Last week, Worldcoin raised another US$115-million in investment money, reflecting a growing trend of unproven, potentially exploitative technologies being pushed out into the world before regulators, or consumers, are ready.

Worldcoin is an unusual project, mixing sensitive biometric data collection with crypto tokens, which potentially count as securities, with certain attendant regulatory requirements that many crypto firms don’t seem keen on following. Thus, Worldcoin’s terms of use seem to ban U.S. customers, at least from acquiring WLD tokens. Whether Mr. Altman, a U.S. citizen, should have been allowed to sign up for Worldcoin at all will have to be left to company lawyers – and perhaps the U.S. Securities and Exchange Commission.

Since Worldcoin’s soft launch in 2021, the backlash has been predictable and consistent. The project has spent as much time assuring potential users about the security of their biometric data as it has collecting it. And still, a black market for iris scans – a phrase to make one shiver – has already appeared, with people selling Cambodian iris scans to Chinese Worldcoin users for US$20 per set.

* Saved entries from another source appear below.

//! In-memory backend for tests and local runs.

mod core_backend;
mod scheduler_backend;

use std::collections::{HashMap, VecDeque};
use std::sync::{Arc, Mutex};

use arbor_core_backend::WorkerConfiguration;
use arbor_flow_core::{ExpressionRecord, FlowExpressionId, Task};
use arbor_scheduler_core::{Schedule, ScheduleId};

/// Backend that keeps expressions, tasks and timers in process memory.
///
/// Clones share the same state, so several workers built from clones of
/// one backend contend for the same queue.
#[derive(Clone, Default)]
pub struct MemoryBackend {
    expressions: Arc<Mutex<HashMap<String, ExpressionRecord>>>,
    tasks: Arc<Mutex<VecDeque<Task>>>,
    schedules: Arc<Mutex<HashMap<ScheduleId, Schedule>>>,
    worker_configuration: Option<WorkerConfiguration>,
}

impl MemoryBackend {
    pub fn new() -> Self {
        Self::default()
    }

    pub fn with_worker_configuration(mut self, configuration: WorkerConfiguration) -> Self {
        self.worker_configuration = Some(configuration);
        self
    }

    pub fn tasks(&self) -> Vec<Task> {
        self.tasks
            .lock()
            .expect("tasks poisoned")
            .iter()
            .cloned()
            .collect()
    }

    pub fn expressions(&self) -> Vec<ExpressionRecord> {
        self.expressions
            .lock()
            .expect("expressions poisoned")
            .values()
            .cloned()
            .collect()
    }

    pub fn expression(&self, fei: &FlowExpressionId) -> Option<ExpressionRecord> {
        self.expressions
            .lock()
            .expect("expressions poisoned")
            .get(&fei.to_storage_id())
            .cloned()
    }

    pub fn schedules(&self) -> Vec<Schedule> {
        self.schedules
            .lock()
            .expect("schedules poisoned")
            .values()
            .cloned()
            .collect()
    }
}
use std::sync::Arc;

use crate::backends::Storage;
use crate::expression::ExpressionRegistry;
use crate::scheduler::Scheduler;

/// Handles shared by every state-machine transition and worker step.
#[derive(Clone)]
pub struct EngineContext {
    pub storage: Arc<dyn Storage>,
    pub registry: Arc<ExpressionRegistry>,
    pub scheduler: Scheduler,
}

impl EngineContext {
    pub fn new(storage: Arc<dyn Storage>, registry: ExpressionRegistry) -> Self {
        let scheduler = Scheduler::new(Arc::clone(&storage));
        Self {
            storage,
            registry: Arc::new(registry),
            scheduler,
        }
    }

    /// Context with the built-in node types registered.
    pub fn with_builtins(storage: Arc<dyn Storage>) -> Self {
        Self::new(storage, ExpressionRegistry::with_builtins())
    }
}
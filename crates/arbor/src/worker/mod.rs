//! Polling worker.
//!
//! Each [`Worker::step`] fires due timers (at most once per wall-clock
//! second), then claims and dispatches every queued task. Several workers
//! may share one storage: the atomic task claim guarantees each task is
//! dispatched once.

use std::collections::HashSet;
use std::sync::Arc;

use arbor_flow_core::{
    CancelFlavour, ErrorRecord, ExpressionRecord, FlowExpressionId, Task, TaskAction, TreeNode,
    Variables, Workitem,
};
use chrono::{DateTime, Utc};
use tokio_util::sync::CancellationToken;
use tracing::{debug, error, info, warn};
use uuid::Uuid;

use crate::backends::BackendError;
use crate::config::WorkerConfig;
use crate::context::EngineContext;
use crate::expression::{ExpressionError, FlowExpression};
use crate::scheduler::SchedulerError;

/// Definition id used for launches that do not name one.
pub const DEFAULT_DEFINITION_ID: &str = "main";

#[derive(Debug, thiserror::Error)]
pub enum WorkerError {
    #[error(transparent)]
    Backend(#[from] BackendError),
    #[error(transparent)]
    Expression(#[from] ExpressionError),
    #[error(transparent)]
    Scheduler(#[from] SchedulerError),
    #[error("malformed {action} task: {reason}")]
    MalformedTask {
        action: TaskAction,
        reason: &'static str,
    },
}

/// Sink notified after each successfully dispatched task.
pub trait Subscriber: Send + Sync {
    fn notify(&self, task: &Task);
}

impl<F> Subscriber for F
where
    F: Fn(&Task) + Send + Sync,
{
    fn notify(&self, task: &Task) {
        self(task)
    }
}

/// Which actions a subscriber hears about.
#[derive(Debug, Clone, PartialEq, Eq)]
pub enum Subscription {
    All,
    Actions(HashSet<TaskAction>),
}

impl Subscription {
    pub fn actions(actions: impl IntoIterator<Item = TaskAction>) -> Self {
        Self::Actions(actions.into_iter().collect())
    }

    pub fn matches(&self, action: TaskAction) -> bool {
        match self {
            Self::All => true,
            Self::Actions(actions) => actions.contains(&action),
        }
    }
}

/// What one [`Worker::step`] found.
#[derive(Debug, Clone, Copy, Default, PartialEq, Eq)]
pub struct StepOutcome {
    /// Timers claimed and fired.
    pub schedules: usize,
    /// Tasks seen in the queue (claimed or not).
    pub tasks: usize,
}

impl StepOutcome {
    pub fn is_idle(&self) -> bool {
        self.schedules == 0 && self.tasks == 0
    }
}

pub struct Worker {
    ctx: EngineContext,
    config: WorkerConfig,
    subscribers: Vec<(Subscription, Arc<dyn Subscriber>)>,
    last_second: Option<i64>,
}

impl Worker {
    pub fn new(ctx: EngineContext, config: WorkerConfig) -> Self {
        Self {
            ctx,
            config,
            subscribers: Vec::new(),
            last_second: None,
        }
    }

    pub fn context(&self) -> &EngineContext {
        &self.ctx
    }

    pub fn config(&self) -> &WorkerConfig {
        &self.config
    }

    pub fn subscribe(&mut self, subscription: Subscription, subscriber: Arc<dyn Subscriber>) {
        self.subscribers.push((subscription, subscriber));
    }

    /// Apply the storage-provided worker configuration, if any.
    pub async fn configure(&mut self) -> Result<(), WorkerError> {
        if let Some(overrides) = self.ctx.storage.get_worker_configuration().await? {
            self.config.apply_overrides(&overrides);
        }
        Ok(())
    }

    /// Queue a new process instance and return its wfid.
    pub async fn launch(
        &self,
        tree: TreeNode,
        workitem: Workitem,
        variables: Option<Variables>,
    ) -> Result<String, WorkerError> {
        let wfid = Uuid::new_v4().to_string();
        let task = Task::launch(wfid.clone(), tree, workitem)
            .with_definition(DEFAULT_DEFINITION_ID)
            .with_variables(variables);
        self.ctx.storage.put_task(task).await?;
        info!(worker = %self.config.name, wfid = %wfid, "process launch queued");
        Ok(wfid)
    }

    /// One loop iteration.
    pub async fn step(&mut self) -> Result<StepOutcome, WorkerError> {
        let now = Utc::now();
        let mut outcome = StepOutcome::default();

        if self.last_second != Some(now.timestamp()) {
            self.last_second = Some(now.timestamp());
            outcome.schedules = self.fire_schedules(now).await?;
        }

        let tasks = self.ctx.storage.get_tasks().await?;
        outcome.tasks = tasks.len();
        for task in &tasks {
            self.process(task).await;
        }
        Ok(outcome)
    }

    /// Claim and fire every timer due at `now`. Returns how many fired.
    pub async fn fire_schedules(&self, now: DateTime<Utc>) -> Result<usize, WorkerError> {
        let mut fired = 0;
        for schedule in self.ctx.scheduler.due(now).await? {
            match self.ctx.scheduler.trigger(&schedule, now).await {
                Ok(true) => fired += 1,
                Ok(false) => debug!(schedule_id = %schedule.id, "timer claimed elsewhere"),
                Err(err) => error!(
                    worker = %self.config.name,
                    schedule_id = %schedule.id,
                    error = %err,
                    "timer failed"
                ),
            }
        }
        Ok(fired)
    }

    /// Claim and dispatch one task. Returns `false` if another worker
    /// claimed it first.
    ///
    /// Dispatch failures are logged and turned into an `error` task; they
    /// never escape.
    pub async fn process(&self, task: &Task) -> bool {
        match self.ctx.storage.delete_task(task).await {
            Ok(true) => {}
            Ok(false) => return false,
            Err(err) => {
                error!(worker = %self.config.name, task_id = %task.id, error = %err, "task claim failed");
                return false;
            }
        }

        match self.dispatch(task).await {
            Ok(()) => self.notify(task),
            Err(err) => {
                error!(
                    worker = %self.config.name,
                    action = %task.action,
                    fei = ?task.fei.as_ref().map(FlowExpressionId::to_storage_id),
                    error = %err,
                    "task dispatch failed"
                );
                self.put_error_task(task, &err).await;
            }
        }
        true
    }

    async fn dispatch(&self, task: &Task) -> Result<(), WorkerError> {
        match task.action {
            TaskAction::Launch => self.dispatch_launch(task).await,
            TaskAction::Apply => {
                let fei = required(task, task.fei.clone(), "missing fei")?;
                let tree = required(task, task.tree.clone(), "missing tree")?;
                let record = ExpressionRecord::new(
                    fei,
                    task.parent_id.clone(),
                    tree,
                    task.variables.clone(),
                    task.workitem.clone().unwrap_or_default(),
                );
                FlowExpression::new(&self.ctx, record).do_apply().await?;
                Ok(())
            }
            TaskAction::Reply => {
                let fei = required(task, task.fei.as_ref(), "missing fei")?;
                let Some(mut exp) = FlowExpression::fetch(&self.ctx, fei).await? else {
                    warn!(fei = %fei, "reply for missing expression");
                    return Ok(());
                };
                exp.do_reply(task.workitem.clone().unwrap_or_default())
                    .await?;
                Ok(())
            }
            TaskAction::Cancel => {
                let fei = required(task, task.fei.as_ref(), "missing fei")?;
                let Some(mut exp) = FlowExpression::fetch(&self.ctx, fei).await? else {
                    debug!(fei = %fei, "cancel for missing expression");
                    return Ok(());
                };
                exp.do_cancel(task.flavour.unwrap_or(CancelFlavour::Normal))
                    .await?;
                Ok(())
            }
            // Notifications and terminal events only reach subscribers.
            _ => Ok(()),
        }
    }

    async fn dispatch_launch(&self, task: &Task) -> Result<(), WorkerError> {
        let tree = required(task, task.tree.clone(), "missing tree")?;
        let fei = match &task.fei {
            Some(fei) => fei.clone(),
            None => {
                let wfid = required(task, task.wfid.clone(), "missing wfid")?;
                let definition = task.definition.as_deref().unwrap_or(DEFAULT_DEFINITION_ID);
                FlowExpressionId::root(wfid, definition)
            }
        };
        info!(worker = %self.config.name, fei = %fei, "launching");

        let record = ExpressionRecord::new(
            fei,
            task.parent_id.clone(),
            tree,
            Some(task.variables.clone().unwrap_or_default()),
            task.workitem.clone().unwrap_or_default(),
        );
        FlowExpression::new(&self.ctx, record).do_apply().await?;
        Ok(())
    }

    fn notify(&self, task: &Task) {
        for (subscription, subscriber) in &self.subscribers {
            if subscription.matches(task.action) {
                subscriber.notify(task);
            }
        }
    }

    async fn put_error_task(&self, task: &Task, err: &WorkerError) {
        let mut error_task = Task::new(TaskAction::Error)
            .with_parent_id(task.parent_id.clone())
            .with_variables(task.variables.clone())
            .with_error(ErrorRecord::apply(task.action, err.to_string()));
        error_task.fei = task.fei.clone();
        error_task.wfid = task
            .wfid
            .clone()
            .or_else(|| task.fei.as_ref().map(|fei| fei.wfid.clone()));
        error_task.tree = task.tree.clone();
        error_task.workitem = task.workitem.clone();

        if let Err(put_err) = self.ctx.storage.put_task(error_task).await {
            error!(error = %put_err, "failed to record dispatch error");
        }
    }

    /// Run until `shutdown` is cancelled.
    pub async fn run(mut self, shutdown: CancellationToken) {
        if let Err(err) = self.configure().await {
            warn!(error = %err, "worker configuration unavailable, using defaults");
        }
        info!(
            worker = %self.config.name,
            idle_sleep_ms = self.config.idle_sleep.as_millis() as u64,
            node_types = ?self.ctx.registry.names(),
            "worker started"
        );
        if self.config.reload_schedules_on_start {
            match self.ctx.scheduler.reload().await {
                Ok(count) => debug!(count, "timers reloaded"),
                Err(err) => error!(error = %err, "timer reload failed"),
            }
        }

        while !shutdown.is_cancelled() {
            let idle = match self.step().await {
                Ok(outcome) => outcome.is_idle(),
                Err(err) => {
                    error!(worker = %self.config.name, error = %err, "worker step failed");
                    true
                }
            };
            if idle {
                tokio::select! {
                    _ = shutdown.cancelled() => break,
                    _ = tokio::time::sleep(self.config.idle_sleep) => {}
                }
            } else {
                tokio::task::yield_now().await;
            }
        }
        info!(worker = %self.config.name, "worker shutting down");
    }
}

fn required<T>(task: &Task, value: Option<T>, reason: &'static str) -> Result<T, WorkerError> {
    value.ok_or(WorkerError::MalformedTask {
        action: task.action,
        reason,
    })
}

#[cfg(test)]
mod tests;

An MIT Technology Review investigation last year found that the company had engaged in “deceptive marketing practices, collected more personal data than it acknowledged, and failed to obtain meaningful informed consent.” It may also have violated the General Data Protection Regulation, the EU’s key data privacy law. Worldcoin workers and users (if those who submit their eyeball scans can be called users) seem equally discontented. Contractors have complained of mistreatment, shifting pay and difficulties with local authorities. One Kenyan truck driver called the company “thieves” who had “robbed” him for his data.

It seems like a recipe for corruption to send out thousands of contractors to hoover up millions of iris scans in exchange for a digital IOU. Worldcoin claims to be solving problems around digital identity and a global basic income, but it is already creating others – and it’s barely in the beta phase. And the token itself could be worthless or fall prey to the pump-and-dump mechanics of so many crypto projects. Initial adopters were promised US$25 worth of WLD, but lately payouts have been denominated in WLD tokens, even though the company acknowledges in an online FAQ that “there are no guarantees about how much WLD will be worth, or whether it will have value.”

It’s still unclear just what “problem” Worldcoin aims to solve as it fills its digital basket with millions or even billions of people’s biometric data in a bid to enrich its backers. Worldcoin has raised money from venture capital firms such as Andreessen Horowitz, which benefited enormously from the recent crypto boom. Just because the product is a chill-inducing surveillance orb doling out what MIT Technology Review called a “useless IOU” doesn’t mean VCs can’t profit by acquiring WLD tokens at an investor’s discount and then selling them when WLD debuts on public markets. That has been the core business model driving crypto investment in recent years. And no matter what fantastical vision Sam Altman spins of a global basic income, providing a return on investment is what this is all about.